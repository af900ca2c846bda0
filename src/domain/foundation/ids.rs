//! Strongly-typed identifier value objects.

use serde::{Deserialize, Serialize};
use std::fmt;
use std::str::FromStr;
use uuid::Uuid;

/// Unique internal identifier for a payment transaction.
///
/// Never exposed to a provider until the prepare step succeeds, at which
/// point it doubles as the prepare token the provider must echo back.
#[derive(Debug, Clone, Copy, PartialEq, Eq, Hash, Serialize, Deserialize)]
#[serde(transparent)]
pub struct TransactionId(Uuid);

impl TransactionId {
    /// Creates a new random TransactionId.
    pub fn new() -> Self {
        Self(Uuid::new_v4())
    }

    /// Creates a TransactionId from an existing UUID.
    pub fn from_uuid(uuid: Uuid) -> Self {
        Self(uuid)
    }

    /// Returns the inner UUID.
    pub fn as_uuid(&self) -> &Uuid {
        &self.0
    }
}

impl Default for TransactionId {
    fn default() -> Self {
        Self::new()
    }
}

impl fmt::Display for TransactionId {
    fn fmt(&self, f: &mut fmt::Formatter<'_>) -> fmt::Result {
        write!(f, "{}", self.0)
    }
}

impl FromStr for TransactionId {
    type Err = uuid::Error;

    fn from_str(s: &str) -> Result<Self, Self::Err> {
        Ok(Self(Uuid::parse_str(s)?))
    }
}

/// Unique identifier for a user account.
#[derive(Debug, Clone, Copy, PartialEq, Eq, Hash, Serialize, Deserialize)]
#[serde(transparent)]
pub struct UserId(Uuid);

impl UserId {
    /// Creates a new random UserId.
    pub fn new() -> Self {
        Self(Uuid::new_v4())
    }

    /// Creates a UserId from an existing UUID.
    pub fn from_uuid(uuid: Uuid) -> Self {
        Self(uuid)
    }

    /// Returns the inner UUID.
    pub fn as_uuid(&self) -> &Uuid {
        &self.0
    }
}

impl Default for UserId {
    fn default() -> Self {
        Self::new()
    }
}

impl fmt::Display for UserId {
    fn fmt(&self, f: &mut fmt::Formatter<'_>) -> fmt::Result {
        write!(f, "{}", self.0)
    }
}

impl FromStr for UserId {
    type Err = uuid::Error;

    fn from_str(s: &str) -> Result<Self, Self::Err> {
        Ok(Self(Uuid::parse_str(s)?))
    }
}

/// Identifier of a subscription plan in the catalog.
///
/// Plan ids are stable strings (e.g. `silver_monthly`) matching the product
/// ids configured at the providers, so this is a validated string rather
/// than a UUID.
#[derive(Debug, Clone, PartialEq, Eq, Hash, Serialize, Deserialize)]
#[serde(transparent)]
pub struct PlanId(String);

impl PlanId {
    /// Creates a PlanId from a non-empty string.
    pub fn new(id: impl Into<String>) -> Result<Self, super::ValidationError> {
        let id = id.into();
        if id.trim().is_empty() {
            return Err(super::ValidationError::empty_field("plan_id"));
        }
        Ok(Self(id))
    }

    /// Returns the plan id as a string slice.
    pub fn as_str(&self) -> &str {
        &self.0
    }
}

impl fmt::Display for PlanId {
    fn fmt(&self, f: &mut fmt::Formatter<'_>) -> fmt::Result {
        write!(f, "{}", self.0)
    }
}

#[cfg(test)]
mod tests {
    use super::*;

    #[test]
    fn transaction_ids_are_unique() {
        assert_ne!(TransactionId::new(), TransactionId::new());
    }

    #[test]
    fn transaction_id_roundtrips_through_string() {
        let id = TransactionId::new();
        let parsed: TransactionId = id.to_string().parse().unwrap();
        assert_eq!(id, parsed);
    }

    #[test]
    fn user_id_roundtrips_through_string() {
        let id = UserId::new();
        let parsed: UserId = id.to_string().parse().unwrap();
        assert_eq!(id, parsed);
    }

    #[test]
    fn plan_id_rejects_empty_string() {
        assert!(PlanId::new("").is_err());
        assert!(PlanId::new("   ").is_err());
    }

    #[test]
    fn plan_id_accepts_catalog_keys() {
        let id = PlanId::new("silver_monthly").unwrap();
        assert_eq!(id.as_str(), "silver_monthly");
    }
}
::::
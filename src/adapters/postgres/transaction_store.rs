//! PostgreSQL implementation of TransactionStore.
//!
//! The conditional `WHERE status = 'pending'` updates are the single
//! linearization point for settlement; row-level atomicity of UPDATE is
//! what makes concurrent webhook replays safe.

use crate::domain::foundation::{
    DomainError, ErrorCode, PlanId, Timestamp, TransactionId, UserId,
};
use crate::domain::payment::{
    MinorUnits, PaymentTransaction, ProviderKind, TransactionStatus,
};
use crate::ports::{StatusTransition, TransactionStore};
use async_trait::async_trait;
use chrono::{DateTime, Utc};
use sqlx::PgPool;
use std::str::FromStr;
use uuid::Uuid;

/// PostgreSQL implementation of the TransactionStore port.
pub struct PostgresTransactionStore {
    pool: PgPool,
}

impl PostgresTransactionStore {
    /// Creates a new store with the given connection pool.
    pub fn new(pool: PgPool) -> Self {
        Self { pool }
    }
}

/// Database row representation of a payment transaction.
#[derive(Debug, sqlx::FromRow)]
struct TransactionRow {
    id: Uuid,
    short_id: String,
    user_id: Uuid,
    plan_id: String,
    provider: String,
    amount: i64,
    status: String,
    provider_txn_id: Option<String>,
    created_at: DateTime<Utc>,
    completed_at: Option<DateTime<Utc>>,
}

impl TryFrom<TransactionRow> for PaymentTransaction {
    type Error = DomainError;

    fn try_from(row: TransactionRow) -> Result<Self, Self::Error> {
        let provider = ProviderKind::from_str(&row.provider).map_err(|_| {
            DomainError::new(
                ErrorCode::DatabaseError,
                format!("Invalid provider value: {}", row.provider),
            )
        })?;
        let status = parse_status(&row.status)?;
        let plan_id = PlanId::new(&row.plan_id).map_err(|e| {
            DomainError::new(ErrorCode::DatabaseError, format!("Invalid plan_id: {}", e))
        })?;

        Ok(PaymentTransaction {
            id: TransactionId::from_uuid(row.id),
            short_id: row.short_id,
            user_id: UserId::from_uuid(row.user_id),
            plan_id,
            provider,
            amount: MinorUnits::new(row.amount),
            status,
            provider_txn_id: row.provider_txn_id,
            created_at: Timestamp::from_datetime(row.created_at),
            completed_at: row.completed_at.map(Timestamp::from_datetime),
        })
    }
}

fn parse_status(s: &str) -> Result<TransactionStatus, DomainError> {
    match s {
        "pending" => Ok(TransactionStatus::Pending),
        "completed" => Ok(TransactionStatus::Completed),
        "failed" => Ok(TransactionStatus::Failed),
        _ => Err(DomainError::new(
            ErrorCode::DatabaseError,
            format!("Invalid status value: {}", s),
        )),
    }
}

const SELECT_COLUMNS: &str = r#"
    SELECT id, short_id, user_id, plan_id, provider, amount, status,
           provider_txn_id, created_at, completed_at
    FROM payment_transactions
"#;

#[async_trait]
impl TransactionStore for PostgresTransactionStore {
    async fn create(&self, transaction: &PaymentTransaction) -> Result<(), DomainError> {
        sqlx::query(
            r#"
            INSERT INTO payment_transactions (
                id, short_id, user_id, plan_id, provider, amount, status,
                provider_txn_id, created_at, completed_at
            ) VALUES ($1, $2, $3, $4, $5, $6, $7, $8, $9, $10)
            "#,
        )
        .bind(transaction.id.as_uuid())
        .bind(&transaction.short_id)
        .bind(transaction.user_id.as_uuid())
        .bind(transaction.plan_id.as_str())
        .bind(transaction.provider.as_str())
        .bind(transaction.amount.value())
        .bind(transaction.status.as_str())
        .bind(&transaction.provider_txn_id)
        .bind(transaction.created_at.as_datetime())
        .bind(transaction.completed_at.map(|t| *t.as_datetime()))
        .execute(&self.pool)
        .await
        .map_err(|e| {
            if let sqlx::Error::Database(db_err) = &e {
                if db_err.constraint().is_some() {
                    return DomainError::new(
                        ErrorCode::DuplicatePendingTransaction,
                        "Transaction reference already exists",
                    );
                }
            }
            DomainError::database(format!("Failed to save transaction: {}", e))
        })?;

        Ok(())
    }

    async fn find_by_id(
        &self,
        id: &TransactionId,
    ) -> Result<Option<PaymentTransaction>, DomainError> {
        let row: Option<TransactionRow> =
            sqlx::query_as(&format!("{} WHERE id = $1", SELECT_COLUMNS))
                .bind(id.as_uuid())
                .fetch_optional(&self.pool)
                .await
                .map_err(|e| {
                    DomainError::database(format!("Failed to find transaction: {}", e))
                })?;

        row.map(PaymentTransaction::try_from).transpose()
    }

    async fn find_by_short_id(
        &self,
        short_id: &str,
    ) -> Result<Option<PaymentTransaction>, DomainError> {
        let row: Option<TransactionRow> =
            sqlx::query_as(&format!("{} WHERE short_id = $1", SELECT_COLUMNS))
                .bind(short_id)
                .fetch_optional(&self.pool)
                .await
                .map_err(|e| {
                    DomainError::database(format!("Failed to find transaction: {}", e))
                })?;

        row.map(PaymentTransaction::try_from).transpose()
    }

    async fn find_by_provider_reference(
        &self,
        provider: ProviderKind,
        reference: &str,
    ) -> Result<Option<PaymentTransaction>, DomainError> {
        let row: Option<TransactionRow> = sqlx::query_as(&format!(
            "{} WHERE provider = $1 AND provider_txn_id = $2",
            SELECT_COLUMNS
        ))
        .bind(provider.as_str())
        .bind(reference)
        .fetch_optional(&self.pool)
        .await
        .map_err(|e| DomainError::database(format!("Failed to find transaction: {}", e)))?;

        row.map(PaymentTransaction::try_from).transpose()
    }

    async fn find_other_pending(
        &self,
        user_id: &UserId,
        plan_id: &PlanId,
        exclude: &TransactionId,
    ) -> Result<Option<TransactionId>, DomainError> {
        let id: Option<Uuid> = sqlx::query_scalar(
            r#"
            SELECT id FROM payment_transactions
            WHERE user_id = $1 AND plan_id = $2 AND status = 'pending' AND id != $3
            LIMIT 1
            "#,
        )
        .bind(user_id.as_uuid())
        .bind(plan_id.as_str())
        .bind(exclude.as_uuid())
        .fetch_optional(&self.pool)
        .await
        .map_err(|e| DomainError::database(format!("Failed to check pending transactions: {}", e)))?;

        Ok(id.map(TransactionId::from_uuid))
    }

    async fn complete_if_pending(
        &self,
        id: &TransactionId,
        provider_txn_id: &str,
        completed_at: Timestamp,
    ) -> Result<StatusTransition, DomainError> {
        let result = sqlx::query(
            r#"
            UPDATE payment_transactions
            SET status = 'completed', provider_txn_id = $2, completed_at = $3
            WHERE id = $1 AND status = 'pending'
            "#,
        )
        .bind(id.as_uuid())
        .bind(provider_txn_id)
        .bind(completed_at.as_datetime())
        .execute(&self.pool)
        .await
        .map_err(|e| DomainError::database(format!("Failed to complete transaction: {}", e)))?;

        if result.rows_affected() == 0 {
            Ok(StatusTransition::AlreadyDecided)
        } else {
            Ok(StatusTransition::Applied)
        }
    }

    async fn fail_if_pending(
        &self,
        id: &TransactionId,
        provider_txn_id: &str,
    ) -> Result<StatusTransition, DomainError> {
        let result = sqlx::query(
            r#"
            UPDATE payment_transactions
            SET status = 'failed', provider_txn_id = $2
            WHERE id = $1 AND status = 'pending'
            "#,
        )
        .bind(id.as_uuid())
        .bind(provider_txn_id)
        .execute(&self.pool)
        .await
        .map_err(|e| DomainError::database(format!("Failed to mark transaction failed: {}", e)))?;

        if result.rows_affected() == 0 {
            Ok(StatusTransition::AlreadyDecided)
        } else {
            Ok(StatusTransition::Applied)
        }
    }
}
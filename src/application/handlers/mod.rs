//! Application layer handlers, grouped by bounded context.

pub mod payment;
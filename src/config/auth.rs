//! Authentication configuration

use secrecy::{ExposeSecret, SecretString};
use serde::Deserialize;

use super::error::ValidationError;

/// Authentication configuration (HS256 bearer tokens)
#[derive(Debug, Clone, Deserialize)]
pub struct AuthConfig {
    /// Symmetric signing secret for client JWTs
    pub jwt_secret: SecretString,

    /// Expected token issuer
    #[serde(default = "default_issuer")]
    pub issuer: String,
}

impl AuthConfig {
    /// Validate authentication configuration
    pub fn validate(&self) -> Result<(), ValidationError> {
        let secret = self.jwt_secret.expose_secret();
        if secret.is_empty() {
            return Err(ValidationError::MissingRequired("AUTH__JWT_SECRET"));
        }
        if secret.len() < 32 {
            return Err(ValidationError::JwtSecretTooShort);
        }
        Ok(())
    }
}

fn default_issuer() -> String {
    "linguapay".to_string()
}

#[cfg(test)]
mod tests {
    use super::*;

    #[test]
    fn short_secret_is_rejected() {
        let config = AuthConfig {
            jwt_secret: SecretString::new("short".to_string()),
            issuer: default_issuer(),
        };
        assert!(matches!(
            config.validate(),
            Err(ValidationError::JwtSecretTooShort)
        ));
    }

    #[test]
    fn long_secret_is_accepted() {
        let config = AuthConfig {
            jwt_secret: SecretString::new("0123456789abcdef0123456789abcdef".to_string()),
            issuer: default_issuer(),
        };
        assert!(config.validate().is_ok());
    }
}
::::
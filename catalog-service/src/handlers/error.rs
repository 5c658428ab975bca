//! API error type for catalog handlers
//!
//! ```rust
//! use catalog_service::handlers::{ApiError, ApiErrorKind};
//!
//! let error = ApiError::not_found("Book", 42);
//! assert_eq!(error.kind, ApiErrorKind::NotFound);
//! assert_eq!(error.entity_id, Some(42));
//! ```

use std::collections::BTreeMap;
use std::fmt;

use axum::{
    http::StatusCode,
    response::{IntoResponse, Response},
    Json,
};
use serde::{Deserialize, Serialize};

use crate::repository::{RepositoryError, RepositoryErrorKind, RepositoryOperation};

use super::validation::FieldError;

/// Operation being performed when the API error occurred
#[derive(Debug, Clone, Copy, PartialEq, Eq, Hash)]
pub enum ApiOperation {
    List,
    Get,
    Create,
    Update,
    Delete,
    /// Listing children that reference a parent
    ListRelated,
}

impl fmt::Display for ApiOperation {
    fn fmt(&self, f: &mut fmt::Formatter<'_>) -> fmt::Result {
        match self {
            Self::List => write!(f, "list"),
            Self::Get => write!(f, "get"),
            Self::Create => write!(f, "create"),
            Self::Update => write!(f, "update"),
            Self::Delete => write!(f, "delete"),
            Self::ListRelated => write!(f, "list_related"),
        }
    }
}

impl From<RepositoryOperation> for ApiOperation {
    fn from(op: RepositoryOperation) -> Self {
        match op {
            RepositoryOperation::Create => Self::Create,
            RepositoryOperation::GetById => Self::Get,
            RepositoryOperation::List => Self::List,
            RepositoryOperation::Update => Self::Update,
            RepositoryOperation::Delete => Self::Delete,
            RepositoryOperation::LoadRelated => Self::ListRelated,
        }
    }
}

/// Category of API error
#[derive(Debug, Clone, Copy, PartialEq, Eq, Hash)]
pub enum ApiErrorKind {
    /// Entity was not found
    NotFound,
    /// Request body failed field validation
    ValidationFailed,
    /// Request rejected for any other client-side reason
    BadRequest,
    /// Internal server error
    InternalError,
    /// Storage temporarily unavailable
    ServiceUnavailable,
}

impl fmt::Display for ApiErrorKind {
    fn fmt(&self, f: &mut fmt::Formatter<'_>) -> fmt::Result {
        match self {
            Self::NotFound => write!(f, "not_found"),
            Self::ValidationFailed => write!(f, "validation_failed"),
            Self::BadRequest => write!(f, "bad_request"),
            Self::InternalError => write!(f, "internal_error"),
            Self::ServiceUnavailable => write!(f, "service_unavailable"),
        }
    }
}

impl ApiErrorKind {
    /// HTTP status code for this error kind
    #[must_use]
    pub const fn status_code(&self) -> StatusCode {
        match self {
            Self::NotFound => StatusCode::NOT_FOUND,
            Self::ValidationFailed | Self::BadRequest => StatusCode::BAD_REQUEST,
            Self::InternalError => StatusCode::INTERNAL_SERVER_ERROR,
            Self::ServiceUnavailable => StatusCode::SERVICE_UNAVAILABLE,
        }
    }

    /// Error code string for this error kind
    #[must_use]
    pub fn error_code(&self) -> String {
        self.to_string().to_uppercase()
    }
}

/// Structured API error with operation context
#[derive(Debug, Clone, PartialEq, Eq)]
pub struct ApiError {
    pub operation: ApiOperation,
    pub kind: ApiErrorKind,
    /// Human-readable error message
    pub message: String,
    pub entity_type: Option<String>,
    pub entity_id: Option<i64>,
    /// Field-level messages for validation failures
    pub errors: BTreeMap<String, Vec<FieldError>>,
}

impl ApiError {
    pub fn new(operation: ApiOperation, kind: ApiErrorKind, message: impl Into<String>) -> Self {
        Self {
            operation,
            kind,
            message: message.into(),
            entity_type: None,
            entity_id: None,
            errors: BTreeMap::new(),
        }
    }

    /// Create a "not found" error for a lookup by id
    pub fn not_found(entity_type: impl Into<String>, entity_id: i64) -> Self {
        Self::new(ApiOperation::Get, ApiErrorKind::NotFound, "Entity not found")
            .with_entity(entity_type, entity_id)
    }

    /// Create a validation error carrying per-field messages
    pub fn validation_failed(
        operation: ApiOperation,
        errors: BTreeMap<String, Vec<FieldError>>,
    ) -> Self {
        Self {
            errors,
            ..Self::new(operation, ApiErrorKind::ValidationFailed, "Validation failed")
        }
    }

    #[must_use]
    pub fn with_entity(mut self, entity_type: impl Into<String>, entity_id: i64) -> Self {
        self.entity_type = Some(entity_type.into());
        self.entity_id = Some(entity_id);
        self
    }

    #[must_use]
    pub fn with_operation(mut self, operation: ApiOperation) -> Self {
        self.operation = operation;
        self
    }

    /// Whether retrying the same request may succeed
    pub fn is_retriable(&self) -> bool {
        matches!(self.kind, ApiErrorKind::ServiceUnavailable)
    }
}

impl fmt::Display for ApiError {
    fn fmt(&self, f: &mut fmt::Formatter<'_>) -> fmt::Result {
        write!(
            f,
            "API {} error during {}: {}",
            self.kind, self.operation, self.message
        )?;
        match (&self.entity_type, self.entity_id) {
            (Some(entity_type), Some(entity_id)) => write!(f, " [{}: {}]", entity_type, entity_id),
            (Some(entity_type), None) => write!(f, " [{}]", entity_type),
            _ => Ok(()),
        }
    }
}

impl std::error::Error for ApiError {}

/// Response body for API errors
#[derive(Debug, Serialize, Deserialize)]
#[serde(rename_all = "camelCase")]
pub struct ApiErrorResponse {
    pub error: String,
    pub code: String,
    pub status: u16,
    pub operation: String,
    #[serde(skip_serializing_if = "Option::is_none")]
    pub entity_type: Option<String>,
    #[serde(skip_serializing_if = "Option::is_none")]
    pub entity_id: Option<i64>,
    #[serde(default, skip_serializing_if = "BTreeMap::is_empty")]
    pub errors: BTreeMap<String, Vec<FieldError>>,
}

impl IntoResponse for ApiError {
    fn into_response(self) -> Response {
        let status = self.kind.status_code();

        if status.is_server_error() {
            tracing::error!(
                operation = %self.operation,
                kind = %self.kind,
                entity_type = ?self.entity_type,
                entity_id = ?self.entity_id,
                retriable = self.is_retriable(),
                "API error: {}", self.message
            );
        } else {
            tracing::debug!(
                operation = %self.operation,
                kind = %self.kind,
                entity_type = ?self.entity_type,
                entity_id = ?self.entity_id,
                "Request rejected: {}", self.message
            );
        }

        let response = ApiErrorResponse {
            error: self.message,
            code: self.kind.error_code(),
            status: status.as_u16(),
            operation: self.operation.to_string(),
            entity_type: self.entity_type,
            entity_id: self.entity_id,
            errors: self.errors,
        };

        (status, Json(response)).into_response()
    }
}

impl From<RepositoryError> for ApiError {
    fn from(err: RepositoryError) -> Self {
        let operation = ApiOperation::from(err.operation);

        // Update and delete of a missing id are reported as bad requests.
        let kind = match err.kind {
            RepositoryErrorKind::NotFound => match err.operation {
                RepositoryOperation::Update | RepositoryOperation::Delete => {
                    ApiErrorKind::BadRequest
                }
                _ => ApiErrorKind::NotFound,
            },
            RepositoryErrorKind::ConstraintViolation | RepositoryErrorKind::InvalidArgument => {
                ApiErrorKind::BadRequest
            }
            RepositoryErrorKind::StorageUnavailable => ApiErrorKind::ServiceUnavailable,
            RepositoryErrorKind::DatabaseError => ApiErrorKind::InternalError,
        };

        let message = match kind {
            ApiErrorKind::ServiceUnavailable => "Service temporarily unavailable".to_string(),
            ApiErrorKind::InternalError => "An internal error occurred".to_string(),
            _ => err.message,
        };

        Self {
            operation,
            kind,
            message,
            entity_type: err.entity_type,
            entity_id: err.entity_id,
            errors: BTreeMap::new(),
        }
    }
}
::::
Please return every line from the material above where the string "TransactionStatus" occurs.

    MinorUnits, PaymentTransaction, ProviderKind, TransactionStatus,
fn parse_status(s: &str) -> Result<TransactionStatus, DomainError> {
        "pending" => Ok(TransactionStatus::Pending),
        "completed" => Ok(TransactionStatus::Completed),
        "failed" => Ok(TransactionStatus::Failed),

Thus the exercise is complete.